Pada partai final melawan Bulgaria di SUGBK, Jakarta, Senin (30/3/2026) malam WIB, John Herdman memakai sistem permainan lebih kompak dan rapat untuk lebih banyak menguasai bola.
Sayang Timnas Indonesia harus menerima kekalahan karena satu gol dari titik penalti. Gawang Emil Audero dibobol Marin Petkov pada menit ke-38.
Awalnya wasit Nazmi Nasaruddin asal Malaysia tidak menganggap adanya pelanggaran.
Namun, kemudian cek VAR memutuskan bahwa Diks melakukan pelanggaran terhadap Zdravko Dimitrov. Padahal kontak kaki pemain Borussia Monchengladbach itu dengan kaki Dimitrov sangat minim sekali.
"Timnas Indonesia dan Bulgaria memakai taktik sama, tapi transisi lawan lebih bagus. Pemain Bulgaria cepat saat bertahan ke menyerang. Terutama saat mereka kembali ke belakang, ketika Timnas Indonesia menyerang," ulas Toni Ho.
Spirit Meningkat Pesat
Kedisiplinan jadi kunci kemenangan Bulgaria. Bahkan tim asuhan Alexsandar Dimitrov ini melakukan middle block di tengah untuk meredam serangan Timnas Indonesia.
"Bulgaria sangat disiplin. Penumpukan pemain di tengah dan pertahanan membuat Timnas Indonesia sulit menembusnya. Ini PR bagi John Herdman bagaimana pemain lebih kreatif menghadapi tim yang bertahan total saat ditekan," jelasnya.
Padahal, lanjut eks jurutaktik PSM dan Persebaya ini, Jay Idzes dkk. sudah mengeluarkan semua kemampuannya. Bahkan permainan Timnas Indonesia lebih cair dan dinamis.

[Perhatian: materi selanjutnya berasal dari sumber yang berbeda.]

//! HTTP handlers for Products API

use axum::{
    extract::{DefaultBodyLimit, Multipart, Query, State},
    http::StatusCode,
    middleware,
    response::IntoResponse,
    routing::{get, post},
    Json, Router,
};
use axum_helpers::{
    errors::responses::{
        BadRequestQueryResponse, BadRequestUuidResponse, BadRequestValidationResponse,
        ConflictResponse, ForbiddenResponse, InternalServerErrorResponse, NotFoundResponse,
        UnauthorizedResponse,
    },
    optional_jwt_auth_middleware, AppError, JwtAuth, JwtClaims, UuidPath, ValidatedJson,
};
use query_composer::QueryParams;
use std::sync::Arc;
use utoipa::{OpenApi, ToSchema};

use crate::error::ProductResult;
use crate::models::{
    Actor, CreateProduct, DeleteReviewQuery, ImageUpload, Product, ProductImage, ProductPage,
    ProductReviews, ReviewsQuery, SubmitReview, UpdateProduct, VendorProducts,
};
use crate::repository::ProductRepository;
use crate::reviews::{RatingSummary, Review, ReviewSubmission};
use crate::service::ProductService;

const ADMIN: &str = "admin";
const VENDOR: &str = "vendor";

/// Upload size cap for `POST /{id}/images`
const MAX_UPLOAD_BYTES: usize = 10 * 1024 * 1024;

/// OpenAPI documentation for Products API
#[derive(OpenApi)]
#[openapi(
    paths(
        list_products,
        create_product,
        list_vendor_products,
        list_all_products,
        get_product,
        update_product,
        delete_product,
        upload_images,
        submit_review,
        get_reviews,
        delete_review,
    ),
    components(
        schemas(
            Product, ProductImage, CreateProduct, UpdateProduct, ProductPage,
            VendorProducts, SubmitReview, ProductReviews, Review, RatingSummary,
            ImageUploadForm
        ),
        responses(
            NotFoundResponse,
            BadRequestValidationResponse,
            BadRequestUuidResponse,
            BadRequestQueryResponse,
            UnauthorizedResponse,
            ForbiddenResponse,
            ConflictResponse,
            InternalServerErrorResponse
        )
    ),
    tags(
        (name = "Products", description = "Catalog endpoints"),
        (name = "Reviews", description = "Product review endpoints")
    )
)]
pub struct ApiDoc;

/// Multipart body of an image upload
#[derive(ToSchema)]
#[allow(dead_code)]
pub struct ImageUploadForm {
    /// One or more image files
    #[schema(value_type = Vec<String>, format = Binary)]
    images: Vec<Vec<u8>>,
}

/// Create the products router with all HTTP endpoints
///
/// Requests carrying a valid token get their claims attached; handlers that
/// need a caller reject anonymous requests with 401.
pub fn router<R: ProductRepository + 'static>(service: ProductService<R>, auth: JwtAuth) -> Router {
    let shared_service = Arc::new(service);

    Router::new()
        .route("/", get(list_products).post(create_product))
        .route("/admin/all", get(list_all_products))
        .route("/vendor/{vendor_id}", get(list_vendor_products))
        .route(
            "/reviews",
            get(get_reviews).put(submit_review).delete(delete_review),
        )
        .route(
            "/{id}",
            get(get_product).put(update_product).delete(delete_product),
        )
        .route(
            "/{id}/images",
            post(upload_images).layer(DefaultBodyLimit::max(MAX_UPLOAD_BYTES)),
        )
        .layer(middleware::from_fn_with_state(
            auth,
            optional_jwt_auth_middleware,
        ))
        .with_state(shared_service)
}

/// Vendors and admins may manage products.
fn product_manager(claims: &JwtClaims) -> Result<Actor, AppError> {
    claims.require_any_role(&[ADMIN, VENDOR])?;
    Ok(Actor {
        user_id: claims.user_id()?,
        is_admin: claims.has_role(ADMIN),
    })
}

/// List one page of the catalog
///
/// Only `keyword`, `page` and `limit` are read; other parameters are ignored.
#[utoipa::path(
    get,
    path = "",
    tag = "Products",
    params(
        ("keyword" = Option<String>, Query, description = "Case-insensitive match on the name"),
        ("page" = Option<u64>, Query, description = "1-based page number"),
        ("limit" = Option<u64>, Query, description = "Page size")
    ),
    responses(
        (status = 200, description = "One page of products", body = ProductPage),
        (status = 400, response = BadRequestQueryResponse),
        (status = 500, response = InternalServerErrorResponse)
    )
)]
async fn list_products<R: ProductRepository>(
    State(service): State<Arc<ProductService<R>>>,
    QueryParams(params): QueryParams,
) -> ProductResult<Json<ProductPage>> {
    let page = service.list_products(&params).await?;
    Ok(Json(page))
}

/// List a vendor's products
///
/// Besides `keyword`, every query parameter filters on the product field of
/// the same name: `category=home`, `price[gte]=10`.
#[utoipa::path(
    get,
    path = "/vendor/{vendor_id}",
    tag = "Products",
    params(
        ("vendor_id" = Uuid, Path, description = "Vendor user ID"),
        ("keyword" = Option<String>, Query, description = "Case-insensitive match on the name")
    ),
    responses(
        (status = 200, description = "The vendor's products", body = VendorProducts),
        (status = 400, response = BadRequestQueryResponse),
        (status = 500, response = InternalServerErrorResponse)
    )
)]
async fn list_vendor_products<R: ProductRepository>(
    State(service): State<Arc<ProductService<R>>>,
    UuidPath(vendor_id): UuidPath,
    QueryParams(params): QueryParams,
) -> ProductResult<Json<VendorProducts>> {
    let products = service.list_vendor_products(vendor_id, &params).await?;
    Ok(Json(products))
}

/// List every product (admin)
#[utoipa::path(
    get,
    path = "/admin/all",
    tag = "Products",
    responses(
        (status = 200, description = "All products", body = Vec<Product>),
        (status = 401, response = UnauthorizedResponse),
        (status = 403, response = ForbiddenResponse),
        (status = 500, response = InternalServerErrorResponse)
    )
)]
async fn list_all_products<R: ProductRepository>(
    State(service): State<Arc<ProductService<R>>>,
    claims: JwtClaims,
) -> Result<Json<Vec<Product>>, AppError> {
    claims.require_any_role(&[ADMIN])?;
    let products = service.list_all_products().await?;
    Ok(Json(products))
}

/// Create a new product
#[utoipa::path(
    post,
    path = "",
    tag = "Products",
    request_body = CreateProduct,
    responses(
        (status = 201, description = "Product created successfully", body = Product),
        (status = 400, response = BadRequestValidationResponse),
        (status = 401, response = UnauthorizedResponse),
        (status = 403, response = ForbiddenResponse),
        (status = 500, response = InternalServerErrorResponse)
    )
)]
async fn create_product<R: ProductRepository>(
    State(service): State<Arc<ProductService<R>>>,
    claims: JwtClaims,
    ValidatedJson(input): ValidatedJson<CreateProduct>,
) -> Result<impl IntoResponse, AppError> {
    let actor = product_manager(&claims)?;
    let product = service.create_product(actor.user_id, input).await?;
    Ok((StatusCode::CREATED, Json(product)))
}

/// Get a product by ID
#[utoipa::path(
    get,
    path = "/{id}",
    tag = "Products",
    params(
        ("id" = Uuid, Path, description = "Product ID")
    ),
    responses(
        (status = 200, description = "Product found", body = Product),
        (status = 400, response = BadRequestUuidResponse),
        (status = 404, response = NotFoundResponse),
        (status = 500, response = InternalServerErrorResponse)
    )
)]
async fn get_product<R: ProductRepository>(
    State(service): State<Arc<ProductService<R>>>,
    UuidPath(id): UuidPath,
) -> ProductResult<Json<Product>> {
    let product = service.get_product(id).await?;
    Ok(Json(product))
}

/// Update a product
#[utoipa::path(
    put,
    path = "/{id}",
    tag = "Products",
    params(
        ("id" = Uuid, Path, description = "Product ID")
    ),
    request_body = UpdateProduct,
    responses(
        (status = 200, description = "Product updated successfully", body = Product),
        (status = 400, response = BadRequestValidationResponse),
        (status = 401, response = UnauthorizedResponse),
        (status = 403, response = ForbiddenResponse),
        (status = 404, response = NotFoundResponse),
        (status = 409, response = ConflictResponse),
        (status = 500, response = InternalServerErrorResponse)
    )
)]
async fn update_product<R: ProductRepository>(
    State(service): State<Arc<ProductService<R>>>,
    claims: JwtClaims,
    UuidPath(id): UuidPath,
    ValidatedJson(input): ValidatedJson<UpdateProduct>,
) -> Result<Json<Product>, AppError> {
    let actor = product_manager(&claims)?;
    let product = service.update_product(actor, id, input).await?;
    Ok(Json(product))
}

/// Delete a product and its images
#[utoipa::path(
    delete,
    path = "/{id}",
    tag = "Products",
    params(
        ("id" = Uuid, Path, description = "Product ID")
    ),
    responses(
        (status = 204, description = "Product deleted successfully"),
        (status = 400, response = BadRequestUuidResponse),
        (status = 401, response = UnauthorizedResponse),
        (status = 403, response = ForbiddenResponse),
        (status = 404, response = NotFoundResponse),
        (status = 500, response = InternalServerErrorResponse)
    )
)]
async fn delete_product<R: ProductRepository>(
    State(service): State<Arc<ProductService<R>>>,
    claims: JwtClaims,
    UuidPath(id): UuidPath,
) -> Result<impl IntoResponse, AppError> {
    let actor = product_manager(&claims)?;
    service.delete_product(actor, id).await?;
    Ok(StatusCode::NO_CONTENT)
}

/// Upload product images
#[utoipa::path(
    post,
    path = "/{id}/images",
    tag = "Products",
    params(
        ("id" = Uuid, Path, description = "Product ID")
    ),
    request_body(content = ImageUploadForm, content_type = "multipart/form-data"),
    responses(
        (status = 200, description = "Images attached", body = Product),
        (status = 400, response = BadRequestValidationResponse),
        (status = 401, response = UnauthorizedResponse),
        (status = 403, response = ForbiddenResponse),
        (status = 404, response = NotFoundResponse),
        (status = 500, response = InternalServerErrorResponse)
    )
)]
async fn upload_images<R: ProductRepository>(
    State(service): State<Arc<ProductService<R>>>,
    claims: JwtClaims,
    UuidPath(id): UuidPath,
    mut multipart: Multipart,
) -> Result<Json<Product>, AppError> {
    let actor = product_manager(&claims)?;

    let mut files = Vec::new();
    while let Some(field) = multipart
        .next_field()
        .await
        .map_err(|e| AppError::BadRequest(e.body_text()))?
    {
        let Some(filename) = field.file_name().map(str::to_string) else {
            continue;
        };
        let bytes = field
            .bytes()
            .await
            .map_err(|e| AppError::BadRequest(e.body_text()))?;
        files.push(ImageUpload {
            filename,
            bytes: bytes.to_vec(),
        });
    }

    let product = service.upload_images(actor, id, files).await?;
    Ok(Json(product))
}

/// Add or replace the caller's review
#[utoipa::path(
    put,
    path = "/reviews",
    tag = "Reviews",
    request_body = SubmitReview,
    responses(
        (status = 200, description = "Review stored", body = ProductReviews),
        (status = 400, response = BadRequestValidationResponse),
        (status = 401, response = UnauthorizedResponse),
        (status = 404, response = NotFoundResponse),
        (status = 409, response = ConflictResponse),
        (status = 500, response = InternalServerErrorResponse)
    )
)]
async fn submit_review<R: ProductRepository>(
    State(service): State<Arc<ProductService<R>>>,
    claims: JwtClaims,
    ValidatedJson(input): ValidatedJson<SubmitReview>,
) -> Result<Json<ProductReviews>, AppError> {
    let submission = ReviewSubmission {
        reviewer_id: claims.user_id()?,
        reviewer_name: claims.name,
        rating: input.rating,
        comment: input.comment,
    };
    let product = service.submit_review(input.product_id, submission).await?;
    Ok(Json(ProductReviews::of(&product)))
}

/// List a product's reviews
#[utoipa::path(
    get,
    path = "/reviews",
    tag = "Reviews",
    params(ReviewsQuery),
    responses(
        (status = 200, description = "Reviews with summary", body = ProductReviews),
        (status = 404, response = NotFoundResponse),
        (status = 500, response = InternalServerErrorResponse)
    )
)]
async fn get_reviews<R: ProductRepository>(
    State(service): State<Arc<ProductService<R>>>,
    Query(query): Query<ReviewsQuery>,
) -> ProductResult<Json<ProductReviews>> {
    let reviews = service.get_reviews(query.id).await?;
    Ok(Json(reviews))
}

/// Delete a review
#[utoipa::path(
    delete,
    path = "/reviews",
    tag = "Reviews",
    params(DeleteReviewQuery),
    responses(
        (status = 200, description = "Remaining reviews with summary", body = ProductReviews),
        (status = 401, response = UnauthorizedResponse),
        (status = 404, response = NotFoundResponse),
        (status = 409, response = ConflictResponse),
        (status = 500, response = InternalServerErrorResponse)
    )
)]
async fn delete_review<R: ProductRepository>(
    State(service): State<Arc<ProductService<R>>>,
    _claims: JwtClaims,
    Query(query): Query<DeleteReviewQuery>,
) -> Result<Json<ProductReviews>, AppError> {
    let product = service.delete_review(query.product_id, query.id).await?;
    Ok(Json(ProductReviews::of(&product)))
}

"Di tangan John Herdman lini belakang dan tengah lebih hidup. Kini kekurangannya ada di sektor penyerang. John Herdman harus menemukan striker dengan naluri gol tinggi, karena tak bisa cuma mengandalkan Ole Romeny," ujarnya.
Toni Ho juga menyoroti spirit para pemain yang telah total menjaga harkat Timnas Indonesia.
"Spirit pemain meningkat pesat. Siapa pun yang main ingin menunjukkan kontribusinya. Ini sangat bagus untuk atmosfer persaingan di Timnas Indonesia," tuturnya.